Marquesa Maron 145
Arco 32: Mediados de verano, 'Parece que no estaría mal tener varios esposos' (2)
—Oye, inténtalo.
—¿Perdón?
—Ana-ju-tte-yo.
—¡Ana-ju-tte-yo!
Hah, maldita sea. De verdad, a ese simplemente...
Sin darme cuenta, abrí los brazos y abracé a Valen. Al sostenerlo por la cintura, estaba cálido, suave y olía bien. ¿Cómo demonios su habilidad de transformación podía ser tan perfecta?
Al principio, ni siquiera sabía qué era un moño de dona, así que me preguntó cómo se hacía. Pero ahora, ¿cómo demonios lleva un peinado tan adorablemente perfecto?
El cabello rojo rizado y los ojos verdes eran simplemente de mi gusto, pero esto... esto era una obra maestra. Ni siquiera las muñecas eran tan perfectas.
Si le hiciera dos trenzas, ¿se vería aún más lindo? Sería genial si aquí hubiera un vestido como el de la protagonista de esa película con el muñeco de nieve. Ya que estamos, ¿debería pedirle también zapatos que chirrían o incluso un traje espacial?
Mientras mi mente divagaba, Valen habló.
—Eh, esto...
—¿Qué?
—Si te gusta esta apariencia, ¿quieres que la mantenga de ahora en adelante? Sevrino me dijo que si me veía así, la vida sería más fácil. Hasta ahora no lo había intentado porque me parecía un engaño, pero...
—Me gusta esta apariencia.
—Ya veo.
—¿Y cuál es tu tipo?
—¿Mi tipo?
Los ojos verdes de Valen brillaron con emoción.

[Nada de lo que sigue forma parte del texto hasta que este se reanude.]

/// One static body at (0, -a) carrying `rows x columns` square tiles
fn build_ground(
    world: &mut PhysicsWorldData,
    config: &TetrisConfig,
) -> TestbedResult<(BodyId, usize)> {
    let a = config.ground_half_extent;
    let ground = create_body(
        world,
        &BodyDesc {
            kind: BodyKind::Static,
            position: Vec2::new(0.0, -a),
            angle: 0.0,
        },
    );

    let mut count = 0;
    let mut position = Vec2::ZERO;
    for _ in 0..config.ground_rows {
        position.x = -(config.ground_columns as f32) * a;
        for _ in 0..config.ground_columns {
            create_fixture(
                world,
                ground,
                &FixtureDesc {
                    shape: BoxShape {
                        half_width: a,
                        half_height: a,
                        center: position,
                        angle: 0.0,
                    },
                    density: GROUND_DENSITY,
                    friction: GROUND_FRICTION,
                    restitution: 0.0,
                },
            )?;
            count += 1;
            position.x += 2.0 * a;
        }
        position.y -= 2.0 * a;
    }

    Ok((ground, count))
}

/// Throw the scene away and build it again from its config
pub fn restart_tetris_scene(
    scene: &mut TetrisSceneData,
    settings: &Settings,
) -> TestbedResult<()> {
    let config = scene.config.clone();
    *scene = create_tetris_scene(&config, settings)?;
    log::info!("[tetris::restart_tetris_scene] Scene restarted");
    Ok(())
}

// ============================================================================
// PIECES
// ============================================================================

/// Drop a new piece at the spawn point and make it the active one.
/// Returns `None` once `max_pieces` pieces exist.
pub fn spawn_piece(scene: &mut TetrisSceneData) -> TestbedResult<Option<BodyId>> {
    if scene.pieces.len() >= scene.config.max_pieces {
        log::warn!(
            "[tetris::spawn_piece] Piece limit of {} reached, not spawning",
            scene.config.max_pieces
        );
        return Ok(None);
    }

    let kind = next_piece(&mut scene.generator);
    let block = scene.config.block_size;
    let world = &mut scene.testbed.world;

    let body = create_body(
        world,
        &BodyDesc {
            kind: BodyKind::Dynamic,
            position: Vec2::from(scene.config.spawn_position),
            angle: 0.0,
        },
    );

    for cell in cells(kind) {
        create_fixture(
            world,
            body,
            &FixtureDesc {
                shape: BoxShape {
                    half_width: block,
                    half_height: block,
                    center: cell * (2.0 * block),
                    angle: 0.0,
                },
                density: scene.config.density,
                friction: scene.config.friction,
                restitution: scene.config.restitution,
            },
        )?;
        scene.fixture_count += 1;
    }

    scene.pieces.push(body);
    scene.active = Some(body);
    scene.settle_counter = 0;

    log::info!(
        "[tetris::spawn_piece] Spawned {} piece #{}",
        kind,
        scene.pieces.len()
    );
    Ok(Some(body))
}

/// Shift the active piece one block width sideways.
/// Returns false when there is no active piece.
pub fn move_active_piece(
    scene: &mut TetrisSceneData,
    direction: MoveDirection,
) -> TestbedResult<bool> {
    let Some(active) = scene.active else {
        log::warn!("[tetris::move_active_piece] No active piece");
        return Ok(false);
    };

    let step = 2.0 * scene.config.block_size;
    let dx = match direction {
        MoveDirection::Left => -step,
        MoveDirection::Right => step,
    };

    let current = body_transform(&scene.testbed.world, active)?;
    let moved = BodyTransform {
        position: current.position + Vec2::new(dx, 0.0),
        angle: current.angle,
    };
    set_body_transform(&mut scene.testbed.world, active, &moved)?;
    Ok(true)
}

/// Turn the active piece a quarter turn counter-clockwise about its origin.
/// Returns false when there is no active piece.
pub fn rotate_active_piece(scene: &mut TetrisSceneData) -> TestbedResult<bool> {
    let Some(active) = scene.active else {
        log::warn!("[tetris::rotate_active_piece] No active piece");
        return Ok(false);
    };

    let current = body_transform(&scene.testbed.world, active)?;
    let rotated = BodyTransform {
        position: current.position,
        angle: current.angle + FRAC_PI_2,
    };
    set_body_transform(&mut scene.testbed.world, active, &rotated)?;
    Ok(true)
}

// ============================================================================
// INPUT
// ============================================================================

/// Route a key press to the host or the scene.
/// Returns the action the key was bound to, if any.
pub fn handle_key(
    scene: &mut TetrisSceneData,
    settings: &mut Settings,
    bindings: &KeyBindings,
    key: KeyCode,
) -> TestbedResult<Option<InputAction>> {
    let Some(action) = map_key(bindings, key) else {
        return Ok(None);
    };

    if handle_testbed_action(settings, action) {
        return Ok(Some(action));
    }

    match action {
        InputAction::MoveLeft => {
            move_active_piece(scene, MoveDirection::Left)?;
        }
        InputAction::MoveRight => {
            move_active_piece(scene, MoveDirection::Right)?;
        }
        InputAction::Rotate => {
            rotate_active_piece(scene)?;
        }
        InputAction::Spawn => {
            spawn_piece(scene)?;
        }
        InputAction::Restart => restart_tetris_scene(scene, settings)?,
        InputAction::TogglePause | InputAction::SingleStep => {}
    }
    Ok(Some(action))
}

// ============================================================================
// STEPPING
// ============================================================================

/// Report the tree, step the host, then drop the next piece if the active
/// one has come to rest
pub fn step_tetris_scene(
    scene: &mut TetrisSceneData,
    settings: &mut Settings,
) -> TestbedResult<StepStats> {
    begin_frame(&mut scene.testbed.draw);

    sync_query_tree(&mut scene.testbed.world);
    let tree = broad_phase_tree_stats(&scene.testbed.world);
    let minimum = stats_minimum_height(&tree);
    draw_string(
        &mut scene.testbed.draw,
        TEXT_MARGIN_X,
        format!("dynamic tree height = {}, min = {}", tree.height, minimum),
    );
    new_line(&mut scene.testbed.draw);

    let steps_before = scene.testbed.step_count;
    step_testbed(&mut scene.testbed, settings);
    new_line(&mut scene.testbed.draw);

    if scene.testbed.step_count > steps_before {
        update_auto_spawn(scene)?;
    }

    scene.last_stats = StepStats {
        step: scene.testbed.step_count,
        tree_height: tree.height,
        minimum_height: minimum,
        proxy_count: tree.proxy_count,
        body_count: body_count(&scene.testbed.world),
        contact_count: contact_count(&scene.testbed.world),
        piece_count: scene.pieces.len(),
    };
    Ok(scene.last_stats)
}

fn update_auto_spawn(scene: &mut TetrisSceneData) -> TestbedResult<()> {
    if !scene.config.auto_spawn || scene.pieces.len() >= scene.config.max_pieces {
        return Ok(());
    }

    let Some(active) = scene.active else {
        spawn_piece(scene)?;
        return Ok(());
    };

    if body_is_settled(&scene.testbed.world, active, scene.config.settle_speed)? {
        scene.settle_counter += 1;
    } else {
        scene.settle_counter = 0;
    }

    if scene.settle_counter >= scene.config.settle_steps {
        log::debug!(
            "[tetris::update_auto_spawn] Active piece settled for {} steps",
            scene.settle_counter
        );
        spawn_piece(scene)?;
    }
    Ok(())
}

—¡Por supuesto, un hombre musculoso y robusto! Alguien con su físico desarrollado al máximo. Me gustan las armas románticas como un hacha de dos manos. ¡Unos antebrazos así de grandes, venas marcadas, la cabeza rapada y una barba hasta el pecho...!
—Déjalo.
—¿Eh?
—Tú te ves mejor así. Y también como un insecto acuático.
—Entendido...
Valen mordió su labio y bajó la cabeza.
Criatura insignificante. Aun así, se deja abrazar dócilmente por un tipo flacucho como yo y luego viene a hablar de musculosos...
—De todos modos, me voy primero. Encárgate de todo aquí, Guardián de Maron.
Dejé a Valen sobre una silla, tomé una rosa de verano del florero sobre la mesa y la coloqué detrás de su oreja. Luego, aprovechando que no había nadie alrededor, desplegué las alas de maggi y me elevé hacia el cielo.
Majestuoso.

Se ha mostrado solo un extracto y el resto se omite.